In 2021, a research paper in the journal Cell Stem Cell challenged this view, finding evidence that adult mice are able to form new beta cells and that these arise from pancreatic duct cells. The study was one of the latest examples of a centuries-long controversy on the origins of beta cells, especially as several independent research groups had used a similar methodology to explore the same question for more than two decades.

The study used two genetic tools to label insulin-producing beta cells in eight-week-old mice. After a six-month period, the researchers found a dilution of the marked beta cells every week, suggesting another source of beta cells aside from other beta cells. The results were exciting because newly formed beta cells would account for a 30% increase in overall beta cell number over a year, a process which could be harnessed for new strategies to treat diabetes.

However, an international group of diabetes experts, including experts who had developed the genetic tools used in the study in the first place, were sceptical. Today, these experts have published a follow-up on the paper, also in the journal Cell Stem Cell, challenging the findings made in the 2021 paper. The experts show that the tools used to mark beta cells accidentally marked delta cells instead – another type of pancreatic islet cell – resulting in a case of mistaken identity.

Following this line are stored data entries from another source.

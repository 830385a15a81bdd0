//! Native (Rust implemented) functions.
//!
//! Two groups live here:
//!
//! - receiver methods of the native value kinds (`wg.Wait()`, `ch.Close()`,
//!   `t.String()`), found by [`find_native_function`] when `Member` is applied
//!   to a value that is not a map, struct or package;
//! - builtins and the functions of the preloaded packages, installed into
//!   the root table by [`Runtime`](crate::Runtime).
//!
//! Every native has the [`NativeFn`](crate::value::NativeFn) signature and
//! receives a [`NativeCall`] describing the calling context.

mod builtins;
mod methods;
mod packages;

use std::sync::{Arc, OnceLock};

use ahash::AHashMap;

pub(crate) use builtins::builtin_functions;
pub(crate) use packages::{sort_functions, strings_functions};

use crate::{
    errors::{EgoError, ErrorKind, RunResult},
    settings::Settings,
    symbols::{SymbolArena, TableId},
    value::{Kind, NativeFunction, Value},
};

/// The calling context handed to a native function.
#[derive(Debug, Clone, Copy)]
pub struct NativeCall<'a> {
    pub arena: &'a Arc<SymbolArena>,
    /// The caller's current symbol table.
    pub table: TableId,
    /// The value a method was fetched from, for bound receiver methods.
    pub receiver: Option<&'a Value>,
    pub settings: &'a Arc<dyn Settings>,
}

impl NativeCall<'_> {
    /// The bound receiver; `InvalidThis` for a function called without one.
    pub fn this(&self) -> RunResult<&Value> {
        self.receiver
            .map(Value::unwrapped)
            .ok_or_else(|| EgoError::new(ErrorKind::InvalidThis))
    }

    /// Calls `callable` (bytecode or native) with `args` and returns its result.
    ///
    /// Bytecode runs in a scratch context that shares this call's symbol
    /// arena, so a comparator sees the same globals as its caller.
    pub fn invoke(&self, callable: &Value, args: Vec<Value>) -> RunResult<Value> {
        crate::vm::call_function(self, callable.clone(), args)
    }
}

type MethodTable = AHashMap<Kind, AHashMap<&'static str, NativeFunction>>;

fn registry() -> &'static MethodTable {
    static REGISTRY: OnceLock<MethodTable> = OnceLock::new();
    REGISTRY.get_or_init(|| {
        let mut table = MethodTable::default();
        for &(kind, name, func, min_args, max_args) in methods::RECEIVER_METHODS {
            table
                .entry(kind)
                .or_default()
                .insert(name, NativeFunction::new(name, func, min_args, max_args));
        }
        table
    })
}

/// Finds the native receiver method `name` of values of `kind`.
#[must_use]
pub fn find_native_function(kind: Kind, name: &str) -> Option<NativeFunction> {
    registry().get(&kind).and_then(|methods| methods.get(name)).cloned()
}

/// Names of the receiver methods registered for `kind`, sorted.
#[must_use]
pub fn native_method_names(kind: Kind) -> Vec<&'static str> {
    let mut names: Vec<&'static str> = registry()
        .get(&kind)
        .map(|methods| methods.keys().copied().collect())
        .unwrap_or_default();
    names.sort_unstable();
    names
}

/// Checks `args` has exactly `count` entries.
pub(crate) fn expect_args(name: &str, args: &[Value], count: usize) -> RunResult<()> {
    if args.len() == count {
        Ok(())
    } else {
        Err(EgoError::new(ErrorKind::ArgumentCount).context(name))
    }
}
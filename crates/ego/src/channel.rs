//! Bounded FIFO channels.
//!
//! State lives behind a `parking_lot` mutex with two condition variables;
//! blocked senders and receivers release the lock while they wait.

use std::{collections::VecDeque, fmt, sync::Arc};

use parking_lot::{Condvar, Mutex};
use uuid::Uuid;

use crate::{
    errors::{EgoError, ErrorKind, RunResult},
    log::LogCategory,
    log_debug,
    value::Value,
};

#[derive(Debug)]
struct ChannelState {
    queue: VecDeque<Value>,
    open: bool,
    /// Items sent but not yet received.
    count: usize,
}

#[derive(Debug)]
struct ChannelInner {
    id: Uuid,
    size: usize,
    state: Mutex<ChannelState>,
    not_empty: Condvar,
    not_full: Condvar,
}

/// A shared handle to a channel.
#[derive(Debug, Clone)]
pub struct Channel(Arc<ChannelInner>);

impl Channel {
    /// Creates a channel buffering up to `size` items; sizes below one become one.
    #[must_use]
    pub fn new(size: usize) -> Self {
        let size = size.max(1);
        let channel = Self(Arc::new(ChannelInner {
            id: Uuid::new_v4(),
            size,
            state: Mutex::new(ChannelState {
                queue: VecDeque::with_capacity(size),
                open: true,
                count: 0,
            }),
            not_empty: Condvar::new(),
            not_full: Condvar::new(),
        }));
        log_debug!(LogCategory::Trace, "--> created {channel}");
        channel
    }

    #[must_use]
    pub fn id(&self) -> Uuid {
        self.0.id
    }

    #[must_use]
    pub fn size(&self) -> usize {
        self.0.size
    }

    /// Enqueues `value`, blocking while the buffer is full.
    pub fn send(&self, value: Value) -> RunResult<()> {
        let mut state = self.0.state.lock();
        if !state.open {
            return Err(EgoError::new(ErrorKind::ChannelNotOpen).context(self.0.id));
        }
        while state.queue.len() >= self.0.size {
            self.0.not_full.wait(&mut state);
            if !state.open {
                return Err(EgoError::new(ErrorKind::ChannelNotOpen).context(self.0.id));
            }
        }
        log_debug!(LogCategory::Trace, "--> sending on {}", self.0.id);
        state.queue.push_back(value);
        state.count += 1;
        self.0.not_empty.notify_one();
        Ok(())
    }

    /// Dequeues a value, blocking until one arrives.
    ///
    /// A closed channel drains its remaining items before failing `ChannelNotOpen`.
    pub fn receive(&self) -> RunResult<Value> {
        let mut state = self.0.state.lock();
        loop {
            if let Some(value) = state.queue.pop_front() {
                state.count -= 1;
                self.0.not_full.notify_one();
                log_debug!(LogCategory::Trace, "--> received on {}", self.0.id);
                return Ok(value);
            }
            if !state.open {
                return Err(EgoError::new(ErrorKind::ChannelNotOpen).context(self.0.id));
            }
            self.0.not_empty.wait(&mut state);
        }
    }

    /// Closes the channel, waking every waiter. Returns whether it was open.
    pub fn close(&self) -> bool {
        let mut state = self.0.state.lock();
        let was_open = state.open;
        state.open = false;
        self.0.not_empty.notify_all();
        self.0.not_full.notify_all();
        log_debug!(LogCategory::Trace, "--> closing {}", self.0.id);
        was_open
    }

    #[must_use]
    pub fn is_open(&self) -> bool {
        self.0.state.lock().open
    }

    /// Items waiting to be received.
    #[must_use]
    pub fn len(&self) -> usize {
        self.0.state.lock().count
    }

    /// True once the channel is closed and drained.
    #[must_use]
    pub fn is_empty(&self) -> bool {
        let state = self.0.state.lock();
        !state.open && state.count == 0
    }
}

impl fmt::Display for Channel {
    fn fmt(&self, f: &mut fmt::Formatter<'_>) -> fmt::Result {
        let state = self.0.state.lock();
        let status = if state.open { "open" } else { "closed" };
        write!(f, "chan({status}, size {}({}), id {})", self.0.size, state.count, self.0.id)
    }
}

#[cfg(test)]
mod tests {
    use std::thread;

    use pretty_assertions::assert_eq;

    use super::*;

    #[test]
    fn test_send_then_receive() {
        let c = Channel::new(2);
        c.send(Value::Int(7)).unwrap();
        assert_eq!(c.len(), 1);
        assert_eq!(c.receive().unwrap(), Value::Int(7));
    }

    #[test]
    fn test_close_drains_then_fails() {
        let c = Channel::new(3);
        c.send(Value::Int(1)).unwrap();
        c.send(Value::Int(2)).unwrap();
        assert!(c.close());
        assert!(!c.close());
        assert!(!c.is_empty());
        assert_eq!(c.send(Value::Int(3)).unwrap_err().kind(), ErrorKind::ChannelNotOpen);
        assert_eq!(c.receive().unwrap(), Value::Int(1));
        assert_eq!(c.receive().unwrap(), Value::Int(2));
        assert!(c.is_empty());
        assert_eq!(c.receive().unwrap_err().kind(), ErrorKind::ChannelNotOpen);
    }

    #[test]
    fn test_zero_size_is_clamped() {
        assert_eq!(Channel::new(0).size(), 1);
    }

    #[test]
    fn test_blocked_sender_resumes_after_receive() {
        let c = Channel::new(1);
        c.send(Value::Int(1)).unwrap();
        let sender = {
            let c = c.clone();
            thread::spawn(move || c.send(Value::Int(2)))
        };
        assert_eq!(c.receive().unwrap(), Value::Int(1));
        sender.join().unwrap().unwrap();
        assert_eq!(c.receive().unwrap(), Value::Int(2));
    }

    #[test]
    fn test_display() {
        let c = Channel::new(4);
        let text = c.to_string();
        assert!(text.starts_with("chan(open, size 4(0), id "), "{text}");
    }
}
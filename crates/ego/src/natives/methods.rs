//! Receiver methods of the native value kinds.

use super::NativeCall;
use crate::{
    errors::{EgoError, ErrorKind, RunResult},
    value::{Kind, NativeFn, Value},
};

/// `(kind, name, function, min args, max args)`.
pub(super) type MethodSpec = (Kind, &'static str, NativeFn, usize, Option<usize>);

pub(super) static RECEIVER_METHODS: &[MethodSpec] = &[
    (Kind::WaitGroup, "Add", waitgroup_add, 1, Some(1)),
    (Kind::WaitGroup, "Done", waitgroup_done, 0, Some(0)),
    (Kind::WaitGroup, "Wait", waitgroup_wait, 0, Some(0)),
    (Kind::Mutex, "Lock", mutex_lock, 0, Some(0)),
    (Kind::Mutex, "Unlock", mutex_unlock, 0, Some(0)),
    (Kind::Channel, "Close", channel_close, 0, Some(0)),
    (Kind::Channel, "Len", channel_len, 0, Some(0)),
    (Kind::Channel, "IsOpen", channel_is_open, 0, Some(0)),
    (Kind::Array, "Len", array_len, 0, Some(0)),
    (Kind::Array, "Append", array_append, 0, None),
    (Kind::Map, "Keys", map_keys, 0, Some(0)),
    (Kind::Map, "Len", map_len, 0, Some(0)),
    (Kind::Type, "String", type_string, 0, Some(0)),
];

fn wrong_receiver(call: &NativeCall<'_>) -> EgoError {
    match call.this() {
        Ok(v) => EgoError::new(ErrorKind::InvalidThis).context(v.kind()),
        Err(e) => e,
    }
}

fn waitgroup_add(call: &NativeCall<'_>, args: &[Value]) -> RunResult<Value> {
    let Value::WaitGroup(wg) = call.this()? else {
        return Err(wrong_receiver(call));
    };
    wg.add(args[0].as_int()?)?;
    Ok(Value::Null)
}

fn waitgroup_done(call: &NativeCall<'_>, _args: &[Value]) -> RunResult<Value> {
    let Value::WaitGroup(wg) = call.this()? else {
        return Err(wrong_receiver(call));
    };
    wg.done()?;
    Ok(Value::Null)
}

fn waitgroup_wait(call: &NativeCall<'_>, _args: &[Value]) -> RunResult<Value> {
    let Value::WaitGroup(wg) = call.this()? else {
        return Err(wrong_receiver(call));
    };
    wg.wait();
    Ok(Value::Null)
}

fn mutex_lock(call: &NativeCall<'_>, _args: &[Value]) -> RunResult<Value> {
    let Value::Mutex(m) = call.this()? else {
        return Err(wrong_receiver(call));
    };
    m.lock();
    Ok(Value::Null)
}

fn mutex_unlock(call: &NativeCall<'_>, _args: &[Value]) -> RunResult<Value> {
    let Value::Mutex(m) = call.this()? else {
        return Err(wrong_receiver(call));
    };
    m.unlock()?;
    Ok(Value::Null)
}

fn channel_close(call: &NativeCall<'_>, _args: &[Value]) -> RunResult<Value> {
    let Value::Channel(ch) = call.this()? else {
        return Err(wrong_receiver(call));
    };
    Ok(Value::Bool(ch.close()))
}

fn channel_len(call: &NativeCall<'_>, _args: &[Value]) -> RunResult<Value> {
    let Value::Channel(ch) = call.this()? else {
        return Err(wrong_receiver(call));
    };
    Ok(Value::from(ch.len()))
}

fn channel_is_open(call: &NativeCall<'_>, _args: &[Value]) -> RunResult<Value> {
    let Value::Channel(ch) = call.this()? else {
        return Err(wrong_receiver(call));
    };
    Ok(Value::Bool(ch.is_open()))
}

fn array_len(call: &NativeCall<'_>, _args: &[Value]) -> RunResult<Value> {
    let Value::Array(a) = call.this()? else {
        return Err(wrong_receiver(call));
    };
    Ok(Value::from(a.len()))
}

/// Appends in place and returns the receiver.
fn array_append(call: &NativeCall<'_>, args: &[Value]) -> RunResult<Value> {
    let Value::Array(a) = call.this()? else {
        return Err(wrong_receiver(call));
    };
    for v in args {
        a.append(v.clone())?;
    }
    Ok(Value::Array(a.clone()))
}

fn map_keys(call: &NativeCall<'_>, _args: &[Value]) -> RunResult<Value> {
    let Value::Map(m) = call.this()? else {
        return Err(wrong_receiver(call));
    };
    Ok(Value::Array(crate::value::Array::new(m.key_type(), m.keys())))
}

fn map_len(call: &NativeCall<'_>, _args: &[Value]) -> RunResult<Value> {
    let Value::Map(m) = call.this()? else {
        return Err(wrong_receiver(call));
    };
    Ok(Value::from(m.len()))
}

fn type_string(call: &NativeCall<'_>, _args: &[Value]) -> RunResult<Value> {
    match call.this()? {
        Value::Type(t) => Ok(Value::String(t.to_string())),
        _ => Err(wrong_receiver(call)),
    }
}
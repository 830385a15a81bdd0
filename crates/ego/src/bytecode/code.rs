//! The `ByteCode` instruction buffer and its emit/patch machinery.

use std::ops::Range;

use super::Opcode;
use crate::{
    errors::{EgoError, ErrorKind, RunResult},
    log::LogCategory,
    log_debug,
    value::{Declaration, Value},
};

/// Initial capacity of a new instruction buffer.
pub const INITIAL_OPCODE_SIZE: usize = 20;

/// One instruction: an opcode and its operand (`Null` for nullary ops).
#[derive(Debug, Clone, PartialEq)]
pub struct Instruction {
    pub operation: Opcode,
    pub operand: Value,
}

impl Instruction {
    #[must_use]
    pub fn new(operation: Opcode, operand: impl Into<Value>) -> Self {
        Self {
            operation,
            operand: operand.into(),
        }
    }

    /// An instruction with a `Null` operand.
    #[must_use]
    pub fn bare(operation: Opcode) -> Self {
        Self {
            operation,
            operand: Value::Null,
        }
    }

    /// The destination of a branch instruction, if the operand is an address.
    pub(crate) fn destination(&self) -> Option<usize> {
        if !self.operation.is_branch() {
            return None;
        }
        match self.operand.unwrapped() {
            Value::Int(i) | Value::Int64(i) => usize::try_from(*i).ok(),
            Value::Int32(i) => usize::try_from(*i).ok(),
            _ => None,
        }
    }
}

/// A function body or program: an append-only list of instructions.
///
/// Branch operands are absolute addresses within this buffer. Code is built
/// with [`emit`](Self::emit) and friends, forward branches are fixed up with
/// [`mark`](Self::mark) and [`set_address_here`](Self::set_address_here), and
/// the finished buffer is [`seal`](Self::seal)ed before it runs. Once wrapped
/// in an `Arc` and handed to a context the code is never mutated again, so
/// many contexts may run the same `ByteCode` at once.
#[derive(Debug, Clone)]
pub struct ByteCode {
    name: String,
    instructions: Vec<Instruction>,
    declaration: Option<Declaration>,
    sealed: bool,
    pub(crate) optimized: bool,
}

impl ByteCode {
    #[must_use]
    pub fn new(name: &str) -> Self {
        Self {
            name: name.to_owned(),
            instructions: Vec::with_capacity(INITIAL_OPCODE_SIZE),
            declaration: None,
            sealed: false,
            optimized: false,
        }
    }

    #[must_use]
    pub fn name(&self) -> &str {
        &self.name
    }

    pub fn set_name(&mut self, name: &str) {
        name.clone_into(&mut self.name);
    }

    #[must_use]
    pub fn declaration(&self) -> Option<&Declaration> {
        self.declaration.as_ref()
    }

    pub fn set_declaration(&mut self, declaration: Declaration) {
        self.declaration = Some(declaration);
    }

    /// Appends an instruction with a `Null` operand.
    pub fn emit(&mut self, operation: Opcode) {
        self.emit_with(operation, Value::Null);
    }

    /// Appends an instruction with an operand.
    pub fn emit_with(&mut self, operation: Opcode, operand: impl Into<Value>) {
        if self.instructions.len() == self.instructions.capacity() {
            self.instructions.reserve(self.instructions.len().max(INITIAL_OPCODE_SIZE));
        }
        self.instructions.push(Instruction::new(operation, operand));
        self.sealed = false;
    }

    /// Appends an instruction whose operand is a list of values.
    pub fn emit_list(&mut self, operation: Opcode, operands: Vec<Value>) {
        self.emit_with(operation, Value::list(operands));
    }

    /// The address the next emitted instruction will occupy.
    #[inline]
    #[must_use]
    pub fn mark(&self) -> usize {
        self.instructions.len()
    }

    #[inline]
    #[must_use]
    pub fn len(&self) -> usize {
        self.instructions.len()
    }

    #[inline]
    #[must_use]
    pub fn is_empty(&self) -> bool {
        self.instructions.is_empty()
    }

    #[must_use]
    pub fn is_sealed(&self) -> bool {
        self.sealed
    }

    #[inline]
    #[must_use]
    pub fn instructions(&self) -> &[Instruction] {
        &self.instructions
    }

    #[must_use]
    pub fn instruction(&self, address: usize) -> Option<&Instruction> {
        self.instructions.get(address)
    }

    /// Discards spare capacity beyond the last emitted instruction.
    pub fn seal(&mut self) -> &mut Self {
        self.instructions.shrink_to_fit();
        self.sealed = true;
        self
    }

    /// Points the branch at `mark` to the current emit position.
    pub fn set_address_here(&mut self, mark: usize) -> RunResult<()> {
        let here = self.mark();
        self.set_address(mark, here)
    }

    /// Rewrites the operand of the instruction at `mark` to `address`.
    pub fn set_address(&mut self, mark: usize, address: usize) -> RunResult<()> {
        let len = self.instructions.len();
        let instruction = self
            .instructions
            .get_mut(mark)
            .ok_or_else(|| EgoError::new(ErrorKind::InvalidBytecodeAddress).context(format!("{mark} of {len}")))?;
        instruction.operand = Value::from(address);
        Ok(())
    }

    /// Appends the instructions of `other`, rebasing its branch destinations
    /// by the address where the copy starts.
    pub fn append(&mut self, other: &Self) {
        let base = self.mark();
        self.instructions.reserve(other.len());
        for instruction in &other.instructions {
            let mut copy = instruction.clone();
            if let Some(destination) = instruction.destination() {
                copy.operand = Value::from(destination + base);
            }
            self.instructions.push(copy);
        }
        self.sealed = false;
        log_debug!(LogCategory::ByteCode, "appended {} instructions from {} at {base}", other.len(), other.name);
    }

    /// Replaces `delete_count` instructions at `start` with `replacement`.
    ///
    /// Branches whose destination lies past the replaced run are moved by the
    /// change in length. Branches into the run itself are left alone; callers
    /// must not patch over an incoming branch target. Branches inside
    /// `replacement` already address the patched layout and are kept as given.
    pub fn patch(&mut self, start: usize, delete_count: usize, replacement: Vec<Instruction>) -> RunResult<()> {
        let end = start + delete_count;
        if end > self.instructions.len() {
            return Err(EgoError::new(ErrorKind::InvalidBytecodeAddress).context(format!("{start}..{end}")));
        }
        if crate::log::is_active(LogCategory::Optimizer) {
            log_debug!(LogCategory::Optimizer, "patching {} at {start}, existing code:", self.name);
            self.disasm(start..end);
        }
        let inserted = replacement.len();
        self.instructions.splice(start..end, replacement);
        let placed = start..start + inserted;
        for (address, instruction) in self.instructions.iter_mut().enumerate() {
            if placed.contains(&address) {
                continue;
            }
            if let Some(destination) = instruction.destination()
                && destination >= end
            {
                instruction.operand = Value::from(destination - delete_count + inserted);
            }
        }
        if crate::log::is_active(LogCategory::Optimizer) {
            log_debug!(LogCategory::Optimizer, "new code:");
            self.disasm(start..start + inserted);
        }
        Ok(())
    }

    /// True when some branch in this code targets an address in `range`.
    pub(crate) fn branches_into(&self, range: &Range<usize>) -> bool {
        self.instructions
            .iter()
            .filter_map(Instruction::destination)
            .any(|d| range.contains(&d))
    }
}

#[cfg(test)]
mod tests {
    use pretty_assertions::assert_eq;

    use super::*;

    fn ops(code: &ByteCode) -> Vec<Opcode> {
        code.instructions().iter().map(|i| i.operation).collect()
    }

    #[test]
    fn test_emit_and_mark() {
        let mut b = ByteCode::new("testing");
        b.emit_with(Opcode::Push, 33);
        b.emit_with(Opcode::Push, "stuff");
        b.emit(Opcode::Add);
        b.emit(Opcode::Stop);
        b.seal();
        assert_eq!(b.mark(), 4);
        assert_eq!(ops(&b), vec![Opcode::Push, Opcode::Push, Opcode::Add, Opcode::Stop]);
        assert_eq!(b.instruction(1).unwrap().operand, Value::from("stuff"));
        assert!(b.instruction(500).is_none());
    }

    #[test]
    fn test_set_address_here() {
        let mut b = ByteCode::new("setAddress");
        let mark = b.mark();
        b.emit(Opcode::Branch);
        b.emit(Opcode::Stop);
        b.set_address_here(mark).unwrap();
        assert_eq!(b.instructions()[0].operand, Value::Int(2));
        assert_eq!(
            b.set_address_here(10).unwrap_err().kind(),
            ErrorKind::InvalidBytecodeAddress
        );
    }

    #[test]
    fn test_append_rebases_branches_only() {
        let mut a = ByteCode::new("a");
        a.emit_with(Opcode::Push, 1);
        a.emit_with(Opcode::Push, 2);
        let mut b = ByteCode::new("b");
        b.emit_with(Opcode::Push, 1);
        b.emit_with(Opcode::Branch, 0);
        a.append(&b);
        assert_eq!(a.instructions()[2].operand, Value::Int(1));
        assert_eq!(a.instructions()[3].operand, Value::Int(2));
    }

    #[test]
    fn test_patch_moves_later_destinations() {
        let mut b = ByteCode::new("patch");
        b.emit_with(Opcode::Branch, 4);
        b.emit_with(Opcode::Push, 1);
        b.emit_with(Opcode::Push, 2);
        b.emit(Opcode::Add);
        b.emit(Opcode::Stop);
        b.patch(1, 3, vec![Instruction::new(Opcode::Push, 3)]).unwrap();
        assert_eq!(ops(&b), vec![Opcode::Branch, Opcode::Push, Opcode::Stop]);
        assert_eq!(b.instructions()[0].operand, Value::Int(2));
    }

    #[test]
    fn test_patch_keeps_replacement_destinations() {
        let mut b = ByteCode::new("patch");
        b.emit_with(Opcode::Push, 1);
        b.emit_with(Opcode::Push, 2);
        b.emit(Opcode::Add);
        b.emit(Opcode::Drop);
        b.emit(Opcode::Stop);
        b.patch(0, 3, vec![Instruction::new(Opcode::Branch, 4)]).unwrap();
        assert_eq!(ops(&b), vec![Opcode::Branch, Opcode::Drop, Opcode::Stop]);
        assert_eq!(b.instructions()[0].operand, Value::Int(4));
    }

    #[test]
    fn test_patch_rejects_out_of_range() {
        let mut b = ByteCode::new("patch");
        b.emit(Opcode::Stop);
        assert_eq!(
            b.patch(0, 3, Vec::new()).unwrap_err().kind(),
            ErrorKind::InvalidBytecodeAddress
        );
    }
}
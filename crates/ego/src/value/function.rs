use std::{fmt, sync::Arc};

use super::{Package, Type, Value};
use crate::{bytecode::ByteCode, errors::RunResult, natives::NativeCall};

/// Signature of every native (Rust implemented) function.
pub type NativeFn = fn(&NativeCall<'_>, &[Value]) -> RunResult<Value>;

/// A native function, optionally bound to a receiver by `Member`.
#[derive(Clone)]
pub struct NativeFunction {
    pub name: String,
    pub func: NativeFn,
    pub min_args: usize,
    /// `None` means variadic.
    pub max_args: Option<usize>,
    pub receiver: Option<Box<Value>>,
}

impl NativeFunction {
    #[must_use]
    pub fn new(name: &str, func: NativeFn, min_args: usize, max_args: Option<usize>) -> Self {
        Self {
            name: name.to_owned(),
            func,
            min_args,
            max_args,
            receiver: None,
        }
    }

    /// A copy bound to `receiver`.
    #[must_use]
    pub fn bind(&self, receiver: Value) -> Self {
        Self {
            receiver: Some(Box::new(receiver)),
            ..self.clone()
        }
    }
}

impl fmt::Debug for NativeFunction {
    fn fmt(&self, f: &mut fmt::Formatter<'_>) -> fmt::Result {
        f.debug_struct("NativeFunction")
            .field("name", &self.name)
            .field("min_args", &self.min_args)
            .field("max_args", &self.max_args)
            .field("bound", &self.receiver.is_some())
            .finish()
    }
}

/// Callable values other than a bare `ByteCode`.
#[derive(Debug, Clone)]
pub enum Function {
    Native(NativeFunction),
    /// A bytecode function fetched from a package, so calls run in the package's scope.
    Package { package: Package, code: Arc<ByteCode> },
}

impl Function {
    #[must_use]
    pub fn name(&self) -> String {
        match self {
            Self::Native(n) => n.name.clone(),
            Self::Package { package, code } => format!("{}.{}", package.name(), code.name()),
        }
    }
}

/// A formal parameter of a bytecode function.
#[derive(Debug, Clone)]
pub struct Parameter {
    pub name: String,
    pub kind: Type,
}

/// The declared signature of a bytecode function.
#[derive(Debug, Clone)]
pub struct Declaration {
    pub name: String,
    pub parameters: Vec<Parameter>,
    pub returns: Vec<Type>,
    /// The last parameter collects any remaining arguments.
    pub variadic: bool,
}

impl Declaration {
    #[must_use]
    pub fn new(name: &str) -> Self {
        Self {
            name: name.to_owned(),
            parameters: Vec::new(),
            returns: Vec::new(),
            variadic: false,
        }
    }

    #[must_use]
    pub fn parameter(mut self, name: &str, kind: Type) -> Self {
        self.parameters.push(Parameter {
            name: name.to_owned(),
            kind,
        });
        self
    }

    #[must_use]
    pub fn returns(mut self, kind: Type) -> Self {
        self.returns.push(kind);
        self
    }

    #[must_use]
    pub fn variadic(mut self) -> Self {
        self.variadic = true;
        self
    }
}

“Delta cells are very thin and are easily camouflaged if not labelled correctly because they get squished between beta cells,” explains Dr. Jorge Ferrer, co-corresponding author of the paper and researcher at the Centre for Genomic Regulation (CRG) and the Centro de Investigación Biomédica en Red enfocado a Diabetes y Enfermedades Metabólicas Asociadas (CIBERDEM). “Given the shortcomings in the original study, the evidence is still overwhelming that in the adult pancreas most, if not all, beta cells arise from pre-existing beta cells.”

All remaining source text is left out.